Tagore believed that ‘true knowledge is that which perceives the unity of all
things in God.’ Tagore, through his vast body of immortal literary works taught us that the
universe is a manifestation of God, and that there is no unbridgeable gulf between our
world and God’s, and that God is the one who can provide the greatest love and joy.
2. from W. B. Yeats
The verses in Gitanjali…as the generations pass, travellers will hum them on the
highway, and men rowing upon the rivers. Lovers, whilst they await one another, shall
find, in murmuring them, this love of God a magic gulf wherein their own more bitter
passion may bathe and renew its youth… The traveller in the red-brown clothes that he
wears that dust may not show upon him, the girl searching in her bed for the petals fallen
from the wreath of her royal lover, the servant of the bride awaiting the master’s
homecoming in the empty house, are images of the heart turning to God. Flowers and
rivers, the blowing of conch shells, the heavy rain of the Indian July, or the moods of that
heart in union or in separation; and a man sitting in a boat upon a river playing lute, like
one of those figures full of mysterious meaning in a Chinese picture, is God himself….’
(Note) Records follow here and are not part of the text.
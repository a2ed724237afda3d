//! Node/edge graph over `petgraph`, keyed by declaration index.
//!
//! Node weights are indices into the node slice, so iteration in index
//! order is declaration order. Edges whose endpoints do not exist are left
//! out of the graph; validation reports them separately.

use std::collections::HashMap;

use capflow_types::workflow::{WorkflowEdge, WorkflowNode};
use petgraph::Direction;
use petgraph::graph::{DiGraph, NodeIndex};
use petgraph::visit::{Dfs, EdgeRef};

/// Dependency graph of one workflow or snapshot.
#[derive(Debug)]
pub struct NodeGraph<'a> {
    nodes: &'a [WorkflowNode],
    edges: &'a [WorkflowEdge],
    graph: DiGraph<usize, usize>,
    index: HashMap<&'a str, NodeIndex>,
}

impl<'a> NodeGraph<'a> {
    pub fn build(nodes: &'a [WorkflowNode], edges: &'a [WorkflowEdge]) -> Self {
        let mut graph = DiGraph::with_capacity(nodes.len(), edges.len());
        let mut index = HashMap::with_capacity(nodes.len());
        for (i, node) in nodes.iter().enumerate() {
            // First declaration wins for duplicate IDs.
            index.entry(node.node_id.as_str()).or_insert_with(|| graph.add_node(i));
        }
        for (i, edge) in edges.iter().enumerate() {
            let (Some(&from), Some(&to)) = (
                index.get(edge.source_node_id.as_str()),
                index.get(edge.target_node_id.as_str()),
            ) else {
                continue;
            };
            graph.add_edge(from, to, i);
        }
        Self {
            nodes,
            edges,
            graph,
            index,
        }
    }

    fn node_id(&self, idx: NodeIndex) -> &'a str {
        self.nodes[self.graph[idx]].node_id.as_str()
    }

    /// Successors in declaration order.
    fn successors(&self, idx: NodeIndex) -> Vec<NodeIndex> {
        let mut next: Vec<NodeIndex> = self.graph.neighbors_directed(idx, Direction::Outgoing).collect();
        next.sort_by_key(|n| self.graph[*n]);
        next.dedup();
        next
    }

    /// Edges feeding `node_id`, in edge declaration order.
    pub fn incoming(&self, node_id: &str) -> Vec<&'a WorkflowEdge> {
        let Some(&idx) = self.index.get(node_id) else {
            return Vec::new();
        };
        let mut edges: Vec<usize> = self
            .graph
            .edges_directed(idx, Direction::Incoming)
            .map(|e| *e.weight())
            .collect();
        edges.sort_unstable();
        edges.into_iter().map(|i| &self.edges[i]).collect()
    }

    /// Node IDs `node_id` directly depends on.
    pub fn upstream(&self, node_id: &str) -> Vec<&'a str> {
        let mut ids: Vec<&str> = Vec::new();
        for edge in self.incoming(node_id) {
            if !ids.contains(&edge.source_node_id.as_str()) {
                ids.push(edge.source_node_id.as_str());
            }
        }
        ids
    }

    /// A node with no outgoing edges.
    pub fn is_sink(&self, node_id: &str) -> bool {
        self.index.get(node_id).is_some_and(|&idx| {
            self.graph
                .neighbors_directed(idx, Direction::Outgoing)
                .next()
                .is_none()
        })
    }

    /// `node_id` and everything reachable forward from it, in declaration order.
    pub fn downstream_closure(&self, node_id: &str) -> Vec<&'a str> {
        let Some(&start) = self.index.get(node_id) else {
            return Vec::new();
        };
        let mut reached = Vec::new();
        let mut dfs = Dfs::new(&self.graph, start);
        while let Some(idx) = dfs.next(&self.graph) {
            reached.push(self.graph[idx]);
        }
        reached.sort_unstable();
        reached
            .into_iter()
            .map(|i| self.nodes[i].node_id.as_str())
            .collect()
    }

    /// Every cycle closed by a back edge, found by depth-first search with
    /// an explicit recursion stack. Each path starts and ends on the same node.
    pub fn find_cycles(&self) -> Vec<Vec<String>> {
        #[derive(Clone, Copy, PartialEq)]
        enum Mark {
            Unvisited,
            OnStack,
            Done,
        }

        let mut marks = vec![Mark::Unvisited; self.graph.node_count()];
        let mut cycles = Vec::new();

        let mut roots: Vec<NodeIndex> = self.graph.node_indices().collect();
        roots.sort_by_key(|n| self.graph[*n]);

        for root in roots {
            if marks[root.index()] != Mark::Unvisited {
                continue;
            }
            // (node, successors, next successor position)
            let mut stack: Vec<(NodeIndex, Vec<NodeIndex>, usize)> = Vec::new();
            marks[root.index()] = Mark::OnStack;
            stack.push((root, self.successors(root), 0));

            while let Some((node, next, pos)) = stack.last_mut() {
                let Some(&succ) = next.get(*pos) else {
                    marks[node.index()] = Mark::Done;
                    stack.pop();
                    continue;
                };
                *pos += 1;
                match marks[succ.index()] {
                    Mark::Unvisited => {
                        marks[succ.index()] = Mark::OnStack;
                        let succ_next = self.successors(succ);
                        stack.push((succ, succ_next, 0));
                    }
                    Mark::OnStack => {
                        let start = stack.iter().position(|(n, _, _)| *n == succ).unwrap_or(0);
                        let mut path: Vec<String> = stack[start..]
                            .iter()
                            .map(|(n, _, _)| self.node_id(*n).to_string())
                            .collect();
                        path.push(self.node_id(succ).to_string());
                        cycles.push(path);
                    }
                    Mark::Done => {}
                }
            }
        }
        cycles
    }
}
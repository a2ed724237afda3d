//! `{{ path }}` placeholder substitution for capsule config strings.
//!
//! Paths start with `inputs.<slot_id>` or `vars.<key>` and may continue
//! into the JSON value with dotted keys or array indices
//! (`inputs.data.items.0.title`). Unknown paths render as an empty string.

use std::collections::HashMap;

use capflow_types::artifact::ArtifactContent;
use serde_json::{Map, Value};

use super::behavior::value_to_text;

/// Lookup scope for template rendering.
pub struct TemplateScope<'a> {
    pub inputs: &'a HashMap<String, ArtifactContent>,
    pub variables: &'a Map<String, Value>,
}

impl TemplateScope<'_> {
    /// Resolve a dotted path to a JSON value.
    pub fn lookup(&self, path: &str) -> Option<Value> {
        let mut parts = path.split('.');
        let root = match parts.next()? {
            "inputs" => {
                let slot = parts.next()?;
                self.inputs.get(slot).cloned().map(ArtifactContent::into_json)?
            }
            "vars" => {
                let key = parts.next()?;
                self.variables.get(key).cloned()?
            }
            _ => return None,
        };
        parts.try_fold(root, |value, key| json_child(&value, key))
    }

    pub fn render(&self, template: &str) -> String {
        render(template, |path| self.lookup(path).map(|v| value_to_text(&v)))
    }
}

/// Descend one level into a JSON value by key or array index.
pub fn json_child(value: &Value, key: &str) -> Option<Value> {
    match value {
        Value::Object(map) => map.get(key).cloned(),
        Value::Array(items) => key.parse::<usize>().ok().and_then(|i| items.get(i).cloned()),
        _ => None,
    }
}

/// Replace every `{{ path }}` with `resolve(path)` (empty when unresolved).
pub fn render(template: &str, resolve: impl Fn(&str) -> Option<String>) -> String {
    let mut out = String::with_capacity(template.len());
    let mut rest = template;

    while let Some(start) = rest.find("{{") {
        out.push_str(&rest[..start]);
        let after_open = &rest[start + 2..];
        match after_open.find("}}") {
            Some(end) => {
                let path = after_open[..end].trim();
                out.push_str(&resolve(path).unwrap_or_default());
                rest = &after_open[end + 2..];
            }
            None => {
                // Unterminated placeholder is kept verbatim.
                out.push_str(&rest[start..]);
                rest = "";
            }
        }
    }
    out.push_str(rest);
    out
}

/// Whether `template` references the given path prefix.
pub fn references(template: &str, prefix: &str) -> bool {
    let mut rest = template;
    while let Some(start) = rest.find("{{") {
        let after_open = &rest[start + 2..];
        let Some(end) = after_open.find("}}") else {
            return false;
        };
        if after_open[..end].trim().starts_with(prefix) {
            return true;
        }
        rest = &after_open[end + 2..];
    }
    false
}

#[cfg(test)]
mod tests {
    use super::*;
    use serde_json::json;

    fn scope_fixture() -> (HashMap<String, ArtifactContent>, Map<String, Value>) {
        let inputs = HashMap::from([(
            "data".to_string(),
            ArtifactContent::Json(json!({"items": [{"title": "first"}, {"title": "second"}]})),
        )]);
        let vars = json!({"topic": "rust", "count": 3}).as_object().cloned().unwrap();
        (inputs, vars)
    }

    #[test]
    fn renders_inputs_and_vars() {
        let (inputs, variables) = scope_fixture();
        let scope = TemplateScope {
            inputs: &inputs,
            variables: &variables,
        };
        assert_eq!(
            scope.render("{{vars.topic}}: {{ inputs.data.items.1.title }} x{{vars.count}}"),
            "rust: second x3"
        );
    }

    #[test]
    fn unknown_paths_render_empty() {
        let (inputs, variables) = scope_fixture();
        let scope = TemplateScope {
            inputs: &inputs,
            variables: &variables,
        };
        assert_eq!(scope.render("[{{vars.missing}}][{{other.x}}]"), "[][]");
    }

    #[test]
    fn unterminated_placeholder_is_kept() {
        assert_eq!(render("a {{b", |_| Some("x".to_string())), "a {{b");
    }

    #[test]
    fn detects_references() {
        assert!(references("Summarize: {{ inputs.content }}", "inputs.content"));
        assert!(!references("Summarize: {{ vars.topic }}", "inputs.content"));
    }
}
Spirituality for Rabindranath Tagore is the dynamic principle that touches every aspect of
life and is the guiding principle that leads human existence from partiality to fullness.
Life’s journey, for Tagore, achieves its fulfilment through the creative interaction of an
artist or a poet, and not through renunciation of the world. He characterises his
spirituality as that of an artist.
This implies a change in one’s attitude to the world; one should move away from an
egoistic appropriation of the world, which results in experiences of the world as a source
of suffering and happiness, to an artistic experience of the world, where it is the source
of unconditional joy.
Integral to the spirituality of Tagore is the notion that everything is Brahman, and
Brahman is blissful. Tagore was also influenced by the traditions that focused on the
indwelling presence of God. Thus, in many of his writings Tagore stresses the need to
respond to the call from within, from the person ‘of the heart.’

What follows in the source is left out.